The Center for Union Facts analyzed collective-bargaining agreements obtained from the Department of Labor's Office of Labor-Management Standards. The data indicate that a number of unions in the service, retail and hospitality industries peg their base-line wages to the minimum wage.
The Labor Department's collective-bargaining agreements file has a limited number of contracts available, so we were unable to determine how widespread the practice is. But the United Food and Commercial Workers International Union says that pegging its wages to the federal minimum is commonplace. On its website, the UFCW notes that "oftentimes, union contracts are triggered to implement wage hikes in the case of minimum wage increases." Such increases, the UFCW says, are "one of the many advantages of being a union member."
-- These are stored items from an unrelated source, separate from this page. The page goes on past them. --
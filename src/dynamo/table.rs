use std::fmt;
use std::sync::Arc;
use std::time::Instant;

use async_trait::async_trait;
use tokio::sync::OnceCell;

use crate::auth::credentials::Credentials;
use crate::dynamo::attributes::Attributes;
use crate::dynamo::frame::{AwsFrame, Frame};
use crate::dynamo::item::Item;
use crate::dynamo::region::Region;
use crate::error::Result;

/// A named table of a region.
#[async_trait]
pub trait Table: Send + Sync + fmt::Debug {
    /// Create or replace a record. The returned item holds only its keys.
    async fn put(&self, attributes: &Attributes) -> Result<Item>;

    /// Frame over all records, read through a scan.
    fn frame(&self) -> Arc<dyn Frame>;

    /// The region this table belongs to.
    fn region(&self) -> Arc<dyn Region>;

    /// Full table name.
    fn name(&self) -> &str;

    /// Delete the record with these key attributes.
    async fn delete(&self, keys: &Attributes) -> Result<()>;
}

/// Table reached through credentials.
#[derive(Clone)]
pub struct AwsTable {
    credentials: Arc<dyn Credentials>,
    region: Arc<dyn Region>,
    name: String,
    keys: Arc<OnceCell<Vec<String>>>,
}

impl AwsTable {
    /// Handle of table `name` in `region`.
    pub fn new(credentials: Arc<dyn Credentials>, region: Arc<dyn Region>, name: &str) -> Self {
        Self {
            credentials,
            region,
            name: name.to_string(),
            keys: Arc::new(OnceCell::new()),
        }
    }

    /// Primary key names, described once and then cached for this handle.
    pub async fn keys(&self) -> Result<Vec<String>> {
        let keys = self
            .keys
            .get_or_try_init(|| async {
                let aws = self.credentials.aws().await?;
                let start = Instant::now();
                let keys = aws
                    .describe_keys(&self.name)
                    .await
                    .map_err(|e| e.context(format!("Failed to describe \"{}\"", self.name)))?;
                log::info!(
                    "#keys(): table {} described, in {}ms",
                    self.name,
                    start.elapsed().as_millis()
                );
                Ok::<_, crate::error::Error>(keys)
            })
            .await?;
        Ok(keys.clone())
    }

    /// Frame over this table with its concrete type.
    pub fn aws_frame(&self) -> AwsFrame {
        AwsFrame::new(self.credentials.clone(), self.clone(), &self.name)
    }
}

impl fmt::Debug for AwsTable {
    fn fmt(&self, f: &mut fmt::Formatter<'_>) -> fmt::Result {
        f.debug_struct("AwsTable")
            .field("name", &self.name)
            .field("credentials", &self.credentials)
            .finish()
    }
}

#[async_trait]
impl Table for AwsTable {
    async fn put(&self, attributes: &Attributes) -> Result<Item> {
        let aws = self.credentials.aws().await?;
        let start = Instant::now();
        let reply = aws.put_item(&self.name, attributes).await.map_err(|e| {
            e.context(format!(
                "Failed to put into \"{}\" with {}",
                self.name, attributes
            ))
        })?;
        log::info!(
            "#put('{}'): created item in '{}', {}, in {}ms",
            attributes,
            self.name,
            reply.capacity,
            start.elapsed().as_millis()
        );
        let keys = self.keys().await?;
        Ok(Item::new(
            self.credentials.clone(),
            self.aws_frame(),
            &self.name,
            attributes.only(&keys),
            keys,
        ))
    }

    fn frame(&self) -> Arc<dyn Frame> {
        Arc::new(self.aws_frame())
    }

    fn region(&self) -> Arc<dyn Region> {
        self.region.clone()
    }

    fn name(&self) -> &str {
        &self.name
    }

    async fn delete(&self, keys: &Attributes) -> Result<()> {
        let aws = self.credentials.aws().await?;
        let start = Instant::now();
        let reply = aws.delete_item(&self.name, keys, None).await.map_err(|e| {
            e.context(format!(
                "Failed to delete at \"{}\" by keys {}",
                self.name, keys
            ))
        })?;
        log::info!(
            "#delete('{}'): deleted item in '{}', {}, in {}ms",
            keys,
            self.name,
            reply.capacity,
            start.elapsed().as_millis()
        );
        Ok(())
    }
}

#[cfg(test)]
mod tests {
    use super::*;
    use crate::error::Error;
    use crate::mock::MkData;

    #[tokio::test]
    async fn put_keeps_only_keys() {
        let data = MkData::new().with_table("events", &["id", "at"]).unwrap();
        let table = data.region().table("events");
        let item = table
            .put(&Attributes::new().with("id", "x").with("at", 1).with("body", "hi"))
            .await
            .unwrap();
        assert_eq!(item.attributes().names().collect::<Vec<_>>(), vec!["at", "id"]);
        assert_eq!(item.keys(), ["id".to_string(), "at".to_string()]);
        assert_eq!(table.frame().size().await.unwrap(), 1);

        table
            .delete(&Attributes::new().with("id", "x").with("at", 1))
            .await
            .unwrap();
        assert!(table.frame().is_empty().await.unwrap());
    }

    #[tokio::test]
    async fn unknown_table_fails_as_transport() {
        let data = MkData::new();
        let table = data.region().table("nowhere");
        let error = table.put(&Attributes::new().with("id", "x")).await.unwrap_err();
        assert!(matches!(error, Error::Transport(_)));
        assert!(error.to_string().contains("Failed to put into \"nowhere\""));
    }
}
use dynamo_frames::dynamo::{Region, Transport};

use crate::config::Secrets;

pub async fn run(region: &dyn Region, secrets: &Secrets) -> Result<(), String> {
    println!("Scenario: metadata");

    let aws = region.aws().await.map_err(|e| e.to_string())?;
    let keys = aws
        .describe_keys(&secrets.table)
        .await
        .map_err(|e| e.to_string())?;
    println!("Keys of {}: {}", secrets.table, keys.join(", "));

    Ok(())
}
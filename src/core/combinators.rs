//! Curve combinators for composing and transforming curves.
//!
//! Each combinator owns its source curve and evaluates a transformed
//! version of it. They nest freely, so a chain of transformations is just a
//! nested value built once and sampled many times. [`Curve`](crate::Curve)
//! wraps these behind shared ownership for the chaining API; use them
//! directly when the whole chain is known at compile time.
//!
//! None of the combinators validate their parameters. Degenerate inputs such
//! as a zero-length shrink produce NaN or infinite samples.

use crate::Easing;
use crate::core::{FnCurve, Identity, Sample};

/// Splits the unit interval into a rise, a plateau and a fall.
///
/// For `t < start` the source is played forward over `[0, start)`. Between
/// `start` and `1 - end` the output is the constant `1`. From `1 - end` on
/// the source is played backward, reaching `source(0)` at `t = 1`.
///
/// # Examples
///
/// ```
/// use motion_curves::{Bounce, Identity, Sample};
///
/// let bounce = Bounce::new(Identity, 0.2, 0.2);
/// assert_eq!(bounce.sample(0.1), 0.5);
/// assert_eq!(bounce.sample(0.5), 1.0);
/// assert_eq!(bounce.sample(1.0), 0.0);
/// ```
#[derive(Debug, Clone, Copy, PartialEq)]
pub struct Bounce<S: Sample> {
    source: S,
    start: f64,
    end: f64,
}

impl<S: Sample> Bounce<S> {
    /// Creates a new Bounce combinator.
    pub fn new(source: S, start: f64, end: f64) -> Self {
        Self { source, start, end }
    }
}

impl<S: Sample> Sample for Bounce<S> {
    fn sample(&self, t: f64) -> f64 {
        if t < self.start {
            self.source.sample(t / self.start)
        } else if t < 1.0 - self.end {
            // Plateau is a literal 1, not source(1)
            1.0
        } else {
            self.source.sample((1.0 - t) / self.end)
        }
    }
}

/// Remaps time through an [`Easing`] before sampling the source.
#[derive(Debug, Clone, Copy, PartialEq)]
pub struct Ease<S: Sample> {
    source: S,
    easing: Easing,
}

impl<S: Sample> Ease<S> {
    /// Creates a new Ease combinator.
    pub fn new(source: S, easing: Easing) -> Self {
        Self { source, easing }
    }

    /// The easing applied to `t`.
    pub fn easing(&self) -> Easing {
        self.easing
    }
}

impl<S: Sample> Sample for Ease<S> {
    fn sample(&self, t: f64) -> f64 {
        self.source.sample(self.easing.apply(t))
    }
}

/// Plays the source `period` times over the unit interval.
///
/// Time is wrapped with the floating-point remainder, so negative `t`
/// produces negative phases rather than wrapping to `[0, 1)`.
#[derive(Debug, Clone, Copy, PartialEq)]
pub struct Repeat<S: Sample> {
    source: S,
    period: f64,
}

impl<S: Sample> Repeat<S> {
    /// Creates a new Repeat combinator.
    pub fn new(source: S, period: f64) -> Self {
        Self { source, period }
    }
}

impl<S: Sample> Sample for Repeat<S> {
    fn sample(&self, t: f64) -> f64 {
        self.source.sample((t * self.period) % 1.0)
    }
}

/// Shifts the phase of the source, wrapping around the unit interval.
///
/// At `t = offset` the source is sampled at `0`.
#[derive(Debug, Clone, Copy, PartialEq)]
pub struct Offset<S: Sample> {
    source: S,
    offset: f64,
}

impl<S: Sample> Offset<S> {
    /// Creates a new Offset combinator.
    pub fn new(source: S, offset: f64) -> Self {
        Self { source, offset }
    }
}

impl<S: Sample> Sample for Offset<S> {
    fn sample(&self, t: f64) -> f64 {
        self.source.sample((t + 1.0 - self.offset) % 1.0)
    }
}

/// Compresses the source into `[0, length)` and holds `to` afterwards.
#[derive(Debug, Clone, Copy, PartialEq)]
pub struct Shrink<S: Sample> {
    source: S,
    length: f64,
    to: f64,
}

impl<S: Sample> Shrink<S> {
    /// Creates a new Shrink combinator.
    pub fn new(source: S, length: f64, to: f64) -> Self {
        Self { source, length, to }
    }
}

impl<S: Sample> Sample for Shrink<S> {
    fn sample(&self, t: f64) -> f64 {
        if t < self.length {
            self.source.sample(t / self.length)
        } else {
            self.to
        }
    }
}

/// Plays the source backwards.
#[derive(Debug, Clone, Copy, PartialEq)]
pub struct Reverse<S: Sample> {
    source: S,
}

impl<S: Sample> Reverse<S> {
    /// Creates a new Reverse combinator.
    pub fn new(source: S) -> Self {
        Self { source }
    }
}

impl<S: Sample> Sample for Reverse<S> {
    fn sample(&self, t: f64) -> f64 {
        self.source.sample(1.0 - t)
    }
}

/// Linearly rescales the source's output from one range to another.
///
/// # Examples
///
/// ```
/// use motion_curves::{Identity, MapRange, Sample};
///
/// // [0, 1] -> [10, 20]
/// let mapped = MapRange::new(Identity, 10.0, 20.0, 0.0, 1.0);
/// assert_eq!(mapped.sample(0.5), 15.0);
/// ```
#[derive(Debug, Clone, Copy, PartialEq)]
pub struct MapRange<S: Sample> {
    source: S,
    to_min: f64,
    to_max: f64,
    from_min: f64,
    from_max: f64,
}

impl<S: Sample> MapRange<S> {
    /// Creates a new MapRange combinator.
    pub fn new(source: S, to_min: f64, to_max: f64, from_min: f64, from_max: f64) -> Self {
        Self {
            source,
            to_min,
            to_max,
            from_min,
            from_max,
        }
    }
}

impl<S: Sample> Sample for MapRange<S> {
    fn sample(&self, t: f64) -> f64 {
        let normalized = (self.source.sample(t) - self.from_min) / (self.from_max - self.from_min);
        normalized * (self.to_max - self.to_min) + self.to_min
    }
}

/// Multiplies two curves sampled at the same time.
///
/// # Examples
///
/// ```
/// use motion_curves::{Identity, Multiply, Sample};
///
/// let squared = Multiply::new(Identity, Identity);
/// assert_eq!(squared.sample(0.5), 0.25);
/// ```
#[derive(Debug, Clone, Copy, PartialEq)]
pub struct Multiply<A: Sample, B: Sample> {
    a: A,
    b: B,
}

impl<A: Sample, B: Sample> Multiply<A, B> {
    /// Creates a new Multiply combinator.
    pub fn new(a: A, b: B) -> Self {
        Self { a, b }
    }
}

impl<A: Sample, B: Sample> Sample for Multiply<A, B> {
    fn sample(&self, t: f64) -> f64 {
        self.a.sample(t) * self.b.sample(t)
    }
}

/// Extension trait for chaining combinators on statically known curves.
///
/// Each method consumes the curve and wraps it in the matching combinator,
/// so a chain builds a nested value with no allocation or dynamic dispatch.
/// The method names and defaults mirror [`Curve`](crate::Curve).
///
/// The trait is implemented for the crate's own samplers but not for
/// [`Curve`](crate::Curve), whose `&self` methods already chain and return
/// another `Curve`. Implement it for your own [`Sample`] types with an empty
/// `impl SampleExt for MyCurve {}`.
///
/// # Examples
///
/// ```
/// use motion_curves::{Identity, Sample, SampleExt};
///
/// let fade = Identity.ease().map_range(0.0, 100.0);
/// assert!((fade.sample(0.5) - 50.0).abs() < 1e-9);
/// ```
pub trait SampleExt: Sample + Sized {
    /// Rise over `[0, 0.5)`, fall over `[0.5, 1]`.
    fn bounce(self) -> Bounce<Self> {
        self.bounce_with(0.5, 0.5)
    }

    /// Rise over `[0, start)`, plateau at `1`, fall over the last `end`.
    fn bounce_with(self, start: f64, end: f64) -> Bounce<Self> {
        Bounce::new(self, start, end)
    }

    /// Sine ease-in-out.
    fn ease(self) -> Ease<Self> {
        self.ease_with(Easing::SineInOut)
    }

    /// Remaps time through `easing`.
    fn ease_with(self, easing: Easing) -> Ease<Self> {
        Ease::new(self, easing)
    }

    /// Plays the curve `period` times over the unit interval.
    fn repeat(self, period: f64) -> Repeat<Self> {
        Repeat::new(self, period)
    }

    /// Shifts the phase by `offset`, wrapping around.
    fn offset(self, offset: f64) -> Offset<Self> {
        Offset::new(self, offset)
    }

    /// Compresses the curve into `[0, length)` and holds `0` afterwards.
    fn shrink(self, length: f64) -> Shrink<Self> {
        self.shrink_to(length, 0.0)
    }

    /// Compresses the curve into `[0, length)` and holds `to` afterwards.
    fn shrink_to(self, length: f64, to: f64) -> Shrink<Self> {
        Shrink::new(self, length, to)
    }

    /// Plays the curve backwards.
    fn reverse(self) -> Reverse<Self> {
        Reverse::new(self)
    }

    /// Rescales output from `[0, 1]` to `[to_min, to_max]`.
    fn map_range(self, to_min: f64, to_max: f64) -> MapRange<Self> {
        self.map_range_from(to_min, to_max, 0.0, 1.0)
    }

    /// Rescales output from `[from_min, from_max]` to `[to_min, to_max]`.
    fn map_range_from(
        self,
        to_min: f64,
        to_max: f64,
        from_min: f64,
        from_max: f64,
    ) -> MapRange<Self> {
        MapRange::new(self, to_min, to_max, from_min, from_max)
    }

    /// Multiplies this curve with `other`.
    fn multiply<S: Sample>(self, other: S) -> Multiply<Self, S> {
        Multiply::new(self, other)
    }
}

impl SampleExt for f64 {}
impl SampleExt for Identity {}
impl<F> SampleExt for FnCurve<F> where F: Fn(f64) -> f64 {}
impl<S: Sample> SampleExt for Bounce<S> {}
impl<S: Sample> SampleExt for Ease<S> {}
impl<S: Sample> SampleExt for Repeat<S> {}
impl<S: Sample> SampleExt for Offset<S> {}
impl<S: Sample> SampleExt for Shrink<S> {}
impl<S: Sample> SampleExt for Reverse<S> {}
impl<S: Sample> SampleExt for MapRange<S> {}
impl<A: Sample, B: Sample> SampleExt for Multiply<A, B> {}
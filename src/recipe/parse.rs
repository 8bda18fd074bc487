//! Text form of recipes: `step ( "|" step )*`.
//!
//! A step is a name, optionally followed by a parenthesised, comma-separated
//! list of numbers, e.g. `ease | loop(2) | map_range(0, 100)`. Trailing
//! arguments may be left out to take their defaults.

use super::Step;
use crate::{CurveError, Wiggle};

pub(crate) fn parse_steps(text: &str) -> Result<Vec<Step>, CurveError> {
    if text.trim().is_empty() {
        return Ok(Vec::new());
    }

    let mut steps = Vec::new();
    let mut offset = 0;
    for segment in text.split('|') {
        let leading = segment.len() - segment.trim_start().len();
        steps.push(parse_step(segment.trim(), offset + leading)?);
        offset += segment.len() + 1;
    }
    Ok(steps)
}

fn parse_step(raw: &str, position: usize) -> Result<Step, CurveError> {
    if raw.is_empty() {
        return Err(syntax(position, "empty step"));
    }

    let (name, args) = match raw.find('(') {
        Some(open) => {
            let Some(inner) = raw[open + 1..].strip_suffix(')') else {
                return Err(syntax(position + raw.len(), "expected `)` at end of step"));
            };
            let args = parse_args(raw, inner, position + open + 1)?;
            (raw[..open].trim_end(), args)
        }
        None => (raw, Vec::new()),
    };

    if !is_identifier(name) {
        return Err(syntax(position, "expected a step name"));
    }

    build_step(name, &args, raw)
}

fn parse_args(raw: &str, inner: &str, position: usize) -> Result<Vec<f64>, CurveError> {
    if inner.trim().is_empty() {
        return Ok(Vec::new());
    }

    let mut args = Vec::new();
    let mut offset = 0;
    for piece in inner.split(',') {
        let value = piece.trim();
        match value.parse::<f64>() {
            Ok(number) => args.push(number),
            Err(_) if value.is_empty() => {
                return Err(syntax(position + offset, "empty argument"));
            }
            Err(_) => {
                return Err(CurveError::BadArguments {
                    step: raw.to_string(),
                    reason: format!("`{value}` is not a number"),
                });
            }
        }
        offset += piece.len() + 1;
    }
    Ok(args)
}

fn is_identifier(name: &str) -> bool {
    let mut chars = name.chars();
    matches!(chars.next(), Some(c) if c.is_ascii_alphabetic() || c == '_')
        && chars.all(|c| c.is_ascii_alphanumeric() || c == '_')
}

fn build_step(name: &str, args: &[f64], raw: &str) -> Result<Step, CurveError> {
    let step = match name {
        "bounce" => {
            arity(raw, args, 0, 2)?;
            Step::Bounce {
                start: arg(args, 0, 0.5),
                end: arg(args, 1, 0.5),
            }
        }
        "wiggle" => {
            arity(raw, args, 1, 3)?;
            Step::Wiggle {
                freq: count(raw, args[0])?,
                start: arg(args, 1, 0.5),
                end: arg(args, 2, 0.5),
            }
        }
        "ease" => {
            arity(raw, args, 0, 0)?;
            Step::Ease
        }
        "ease_out_expo" | "easeOutExpo" => {
            arity(raw, args, 0, 0)?;
            Step::EaseOutExpo
        }
        "ease_out_quad" | "easeOutQuad" => {
            arity(raw, args, 0, 0)?;
            Step::EaseOutQuad
        }
        "ease_in_expo" | "easeInExpo" => {
            arity(raw, args, 0, 0)?;
            Step::EaseInExpo
        }
        "smoothstep" => {
            arity(raw, args, 0, 0)?;
            Step::Smoothstep
        }
        "loop" | "repeat" => {
            arity(raw, args, 1, 1)?;
            Step::Loop { period: args[0] }
        }
        "offset" => {
            arity(raw, args, 1, 1)?;
            Step::Offset { offset: args[0] }
        }
        "shrink" => {
            arity(raw, args, 1, 2)?;
            Step::Shrink {
                length: args[0],
                to: arg(args, 1, 0.0),
            }
        }
        "reverse" => {
            arity(raw, args, 0, 0)?;
            Step::Reverse
        }
        "map_range" | "mapRange" => {
            arity(raw, args, 2, 4)?;
            Step::MapRange {
                to_min: args[0],
                to_max: args[1],
                from_min: arg(args, 2, 0.0),
                from_max: arg(args, 3, 1.0),
            }
        }
        _ => return Err(CurveError::UnknownStep(name.to_string())),
    };
    Ok(step)
}

fn arity(raw: &str, args: &[f64], min: usize, max: usize) -> Result<(), CurveError> {
    if (min..=max).contains(&args.len()) {
        return Ok(());
    }
    let expected = match (min, max) {
        (0, 0) => "no arguments".to_string(),
        (min, max) if min == max => format!("{min} argument(s)"),
        (min, max) => format!("{min} to {max} arguments"),
    };
    Err(CurveError::BadArguments {
        step: raw.to_string(),
        reason: format!("expected {expected}, got {}", args.len()),
    })
}

fn arg(args: &[f64], index: usize, default: f64) -> f64 {
    args.get(index).copied().unwrap_or(default)
}

fn count(raw: &str, value: f64) -> Result<usize, CurveError> {
    if !(value >= 0.0 && value.fract() == 0.0) {
        return Err(CurveError::BadArguments {
            step: raw.to_string(),
            reason: format!("`{value}` is not a non-negative integer"),
        });
    }
    if value > Wiggle::MAX_FREQ as f64 {
        return Err(CurveError::BadArguments {
            step: raw.to_string(),
            reason: format!("`{value}` exceeds the limit of {}", Wiggle::MAX_FREQ),
        });
    }
    Ok(value as usize)
}

fn syntax(position: usize, message: &str) -> CurveError {
    CurveError::Syntax {
        position,
        message: message.to_string(),
    }
}
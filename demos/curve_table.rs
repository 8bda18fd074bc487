use anyhow::Result;
use motion_curves::{Curve, CurveRecipe};

const FRAMES: usize = 11;

fn print_row(label: &str, curve: &Curve) {
    print!("{label:>22} ");
    for value in curve.bake(FRAMES) {
        print!("{value:7.3} ");
    }
    println!();
}

fn main() -> Result<()> {
    print!("{:>22} ", "t");
    for i in 0..FRAMES {
        print!("{:7.3} ", i as f64 / (FRAMES - 1) as f64);
    }
    println!("\n");

    // Example 1: Easings
    let linear = Curve::new();
    print_row("linear", &linear);
    print_row("ease", &linear.ease());
    print_row("ease_out_expo", &linear.ease_out_expo());
    print_row("ease_out_quad", &linear.ease_out_quad());
    print_row("ease_in_expo", &linear.ease_in_expo());
    println!();

    // Example 2: Timing transforms
    print_row("bounce(0.2, 0.2)", &linear.bounce_with(0.2, 0.2));
    print_row("loop(2)", &linear.repeat(2.0));
    print_row("offset(0.25)", &linear.offset(0.25));
    print_row("shrink(0.5)", &linear.shrink(0.5));
    print_row("reverse", &linear.reverse());
    println!();

    // Example 3: A blink that fades with an eased envelope
    let envelope = linear.ease().reverse();
    let blink = linear.bounce_with(0.1, 0.1).repeat(3.0).multiply(&envelope);
    print_row("blink * envelope", &blink);
    println!();

    // Example 4: Wiggle from a recipe given on the command line
    let text = std::env::args()
        .nth(1)
        .unwrap_or_else(|| "wiggle(5) | map_range(-15, 15)".to_string());
    let recipe: CurveRecipe = text.parse()?;
    let curve = recipe.build_seeded(2024)?;
    print_row(&text, &curve);

    Ok(())
}
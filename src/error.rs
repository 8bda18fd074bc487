//! Error types for curve construction and recipe parsing.

use thiserror::Error;

/// Errors reported by the validated curve constructors and the recipe parser.
///
/// The plain chaining methods on [`Curve`](crate::Curve) never return these:
/// they accept any parameters and let degenerate ones surface as NaN or
/// infinite samples. The `try_*` constructors and recipes check their
/// inputs up front and report the first problem found.
#[derive(Debug, Clone, PartialEq, Error)]
pub enum CurveError {
    /// A numeric parameter would make the curve produce non-finite samples.
    #[error("invalid parameter `{name}` = {value} for `{op}`: {reason}")]
    InvalidParameter {
        /// Name of the transformation that rejected the value.
        op: &'static str,
        /// Name of the offending parameter.
        name: &'static str,
        /// The rejected value.
        value: f64,
        /// What the parameter must satisfy.
        reason: &'static str,
    },

    /// A recipe named a step that does not exist.
    #[error("unknown curve step `{0}`")]
    UnknownStep(String),

    /// A recipe step was given the wrong number or kind of arguments.
    #[error("bad arguments for `{step}`: {reason}")]
    BadArguments {
        /// The step as written in the recipe.
        step: String,
        /// Description of the problem.
        reason: String,
    },

    /// The recipe text could not be tokenized.
    #[error("syntax error at byte {position}: {message}")]
    Syntax {
        /// Byte offset into the recipe text.
        position: usize,
        /// Description of the problem.
        message: String,
    },
}

impl CurveError {
    pub(crate) fn invalid(
        op: &'static str,
        name: &'static str,
        value: f64,
        reason: &'static str,
    ) -> Self {
        log::debug!("rejecting {op}: {name} = {value} ({reason})");
        CurveError::InvalidParameter {
            op,
            name,
            value,
            reason,
        }
    }
}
The labor contracts that we examined used a variety of methods to trigger the increases. The two most popular formulas were setting baseline union wages as a percentage above the state or federal minimum wage or mandating a flat wage premium above the minimum wage.
Other union contracts stipulate that, following a minimum-wage increase, the union and the employer reopen wage talks. The negotiations could pressure employers and unions to hammer out a new contract, regardless of how long their existing contracts last. Presumably the reopened negotiations could also prompt an employer's demand for union givebacks, but that possibility does not seem to scare the unions.
Minimum-wage hikes are beneficial to unions in other ways. The increases restrict the ability of businesses to hire low-skill workers who might gladly work for lower wages in order to gain experience. Union members thus face less competition from workers who might threaten union jobs.
This view is not speculation. A 2004 study in the Journal of Human Resources by economists William Wascher, Mark Schweitzer and David Neumark determined that lower-wage union workers typically see a boost in employment and earned income following a mandated wage hike. Never mind the corresponding drop in jobs and earned income for nonunion minimum-wage workers. They may have been priced out of the jobs they need, but that is not the union's concern—its members have landed higher wages and reduced competition for jobs.
Such considerations are worth keeping in mind when contemplating the president's wage proposal and the fervent Democratic support for similar and often more ambitious measures, such as Iowa Sen. Tom Harkin's bill to raise the minimum wage to $9.80. Labor unions spent an estimated $174 million on the 2012 election, with 91% of the money going to Democrats, according to the Center for Responsive Politics. Now many union members could see their paychecks grow as the result of a Democrat-backed mandate—even though the overwhelming majority of scholarly evidence says that these wage increases have a negative effect on employment.
Mr. Berman is the executive director of the Center for Union Facts.